Using AI agents at every stage is just the beginning; you can also leverage them to transition seamlessly between stages.

Everywhere

AI agents can review gaps between stages and evaluate whether changes were deliberate decisions or oversights. Traditional linear processes rely on human gatekeepers before stage transitions, but AI enables bidirectional validation. This achieves the ultimate goal of any other agile process: to shorten the feedback cycle.

As moving between stages becomes easier, each stage’s focus shifts from rigid process to flexible perspective. Linear development often brings new insights, particularly when working with unfamiliar products or tech stacks. Why not leverage these insights to revisit earlier processes and adapt your acceptance criteria based on implementation discoveries?

To facilitate these perspectives, I have created chat modes to reflect each viewpoint. Refinement mode reviews or adapts the user story by looking at other stages. Architect mode does the same for the design. I have not yet found a need for an implementation chat mode, as that seems to come naturally to the GitHub Copilot Agent.

During recent development work, I encountered constraints that necessitated design changes. This even sparked renewed discussions about acceptance criteria, criteria that had supposedly been discussed and team-approved. I found myself repeatedly switching between analysis, design, and implementation. Each decision point offered multiple perspectives on the problem for reference. Copilot helped identify gaps between analysis, design, and implementation, giving me moments to distinguish between deliberate changes and forgotten details.
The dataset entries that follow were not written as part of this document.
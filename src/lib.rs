//! Filter-chain API gateway library.

pub mod client;
pub mod config;
pub mod definition;
pub mod error;
pub mod exchange;
pub mod filter;
pub mod handler;
pub mod headers;
pub mod http;
pub mod lifecycle;
pub mod observability;
pub mod predicate;
pub mod route;

pub use config::schema::GatewayConfig;
pub use error::{ConfigurationError, GatewayError};
pub use exchange::Exchange;
pub use handler::FilterChainHandler;
pub use http::HttpServer;
pub use lifecycle::Shutdown;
Now we have explored the transition between stages, let’s fully enter the Multiverse Development Cycle.

All at Once

Context drives everything in AI. By moving fluidly between development stages, you build comprehensive context that enables adaptation with increasing ease and consistency. Documentation and implementation no longer drift apart when requirements change or uncertainties arise. A few carefully engineered prompts keep everything synchronized. Multiple perspectives contribute to a unified state, while that unified state informs multiple perspectives. With thorough context, your AI agent can completely re-implement code from design specifications at will. We have now entered a true multiverse development cycle, where every stage runs in parallel and development is at every stage at once. When you fully adapt to this new way of working, there are many advantages:

Instead of having a separate proof of concept to develop features with technical uncertainty, this work can now be incorporated directly into the implementation stage of the development cycle. The proof of concept can be used to inform the design and analysis stages. Rather than discarding a proof of concept, you now have your first iteration of a feature.
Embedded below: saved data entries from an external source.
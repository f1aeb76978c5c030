//! Filter chain orchestrator.
//!
//! # Responsibilities
//! - Resolve the route for an exchange
//! - Merge the route's filters with the global filters and run the chain
//! - Track chain state (NotStarted → Running(i) → Done | Failed)
//!
//! # Design Decisions
//! - No route means routing-not-found before any upstream I/O
//! - The chain is assembled once per request from immutable, shared filters
//! - The first failure propagates out unchanged; entered filters unwind normally
//! - Cancellation is dropping the `handle` future; see `Exchange`'s `Drop`

use std::sync::Arc;
use std::time::Duration;

use crate::client::UpstreamClient;
use crate::config::schema::GatewayConfig;
use crate::error::GatewayError;
use crate::exchange::{ChainState, Exchange};
use crate::filter::write_response::MediaType;
use crate::filter::{
    merge_filters, Chain, OrderedFilter, RouteToRequestUrlFilter, RoutingFilter, WriteResponseFilter,
};
use crate::headers;
use crate::route::{Route, RouteTable};

/// Runs inbound exchanges through the route table and the filter chain.
#[derive(Debug)]
pub struct FilterChainHandler {
    routes: Arc<RouteTable>,
    global_filters: Vec<OrderedFilter>,
    preserve_host: bool,
}

impl FilterChainHandler {
    pub fn new(routes: Arc<RouteTable>, global_filters: Vec<OrderedFilter>, preserve_host: bool) -> Self {
        Self {
            routes,
            global_filters,
            preserve_host,
        }
    }

    /// Handler with the core global filters configured from `config`.
    pub fn from_config(
        config: &GatewayConfig,
        routes: Arc<RouteTable>,
        client: Arc<dyn UpstreamClient>,
    ) -> Self {
        Self::new(routes, core_filters(config, client), config.preserve_host)
    }

    pub fn routes(&self) -> &Arc<RouteTable> {
        &self.routes
    }

    /// Chain for `route`: global filters and route filters, sorted by order.
    pub fn assemble(&self, route: &Route) -> Vec<OrderedFilter> {
        merge_filters(&self.global_filters, &route.filters)
    }

    /// Routes and runs one exchange. The response is left on the exchange.
    pub async fn handle(&self, exchange: &mut Exchange) -> Result<(), GatewayError> {
        let Some(route) = self.routes.lookup(exchange).await else {
            tracing::debug!(
                exchange_id = %exchange.id(),
                method = %exchange.method(),
                path = %exchange.uri().path(),
                "No route matched"
            );
            exchange.set_state(ChainState::Failed);
            return Err(GatewayError::RoutingNotFound {
                path: exchange.uri().path().to_string(),
            });
        };

        exchange.attributes.preserve_host = route.preserve_host.unwrap_or(self.preserve_host);
        exchange.attributes.matched_route = Some(Arc::clone(&route));

        let filters = self.assemble(&route);
        let result = Chain::new(&filters).proceed(exchange).await;
        match &result {
            Ok(()) => exchange.set_state(ChainState::Done),
            Err(e) => {
                exchange.set_state(ChainState::Failed);
                tracing::debug!(
                    exchange_id = %exchange.id(),
                    route_id = %route.id,
                    error = %e,
                    "Filter chain failed"
                );
            }
        }
        result
    }
}

/// `WriteResponseFilter`, `RouteToRequestUrlFilter` and `RoutingFilter`.
pub fn core_filters(config: &GatewayConfig, client: Arc<dyn UpstreamClient>) -> Vec<OrderedFilter> {
    let streaming: Vec<MediaType> = config
        .streaming_media_types
        .iter()
        .filter_map(|raw| match raw.parse() {
            Ok(media) => Some(media),
            Err(e) => {
                tracing::warn!(media_type = %raw, error = %e, "Ignoring streaming media type");
                None
            }
        })
        .collect();
    let response_timeout = config.http_client.response_timeout_ms.map(Duration::from_millis);

    vec![
        OrderedFilter::new(WriteResponseFilter::ORDER, WriteResponseFilter::new(streaming)),
        OrderedFilter::new(RouteToRequestUrlFilter::ORDER, RouteToRequestUrlFilter),
        OrderedFilter::new(
            RoutingFilter::ORDER,
            RoutingFilter::new(client, headers::pipeline(&config.headers), response_timeout),
        ),
    ]
}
This new cycle also streamlines the review process, allowing team members to focus more deeply on their own work. Rather than pausing for feedback after every stage, you can move through the full multiverse cycle once or twice, then gather targeted input from your team before finalizing.

Another key benefit is the ease of keeping documentation up to date. When design changes arise during implementation, AI makes it simple to update documentation with a prompt, ensuring everything stays aligned.

By abandoning a strictly linear approach, you gain the flexibility to reconstruct forgotten user stories from existing implementation and tests. This enables you to evaluate and refine requirements as needed, keeping your process adaptive and resilient.

Instead of estimating and planning a feature from start to finish in a sprint, you can split your work into multiple timeboxed iteration cycles, allowing for moments of review in between. Rather than agreeing on any single stage, you focus on the end result.

By fully embracing an AI-augmented development cycle, your team can achieve a level of agility and adaptability that surpasses what traditional frameworks offer.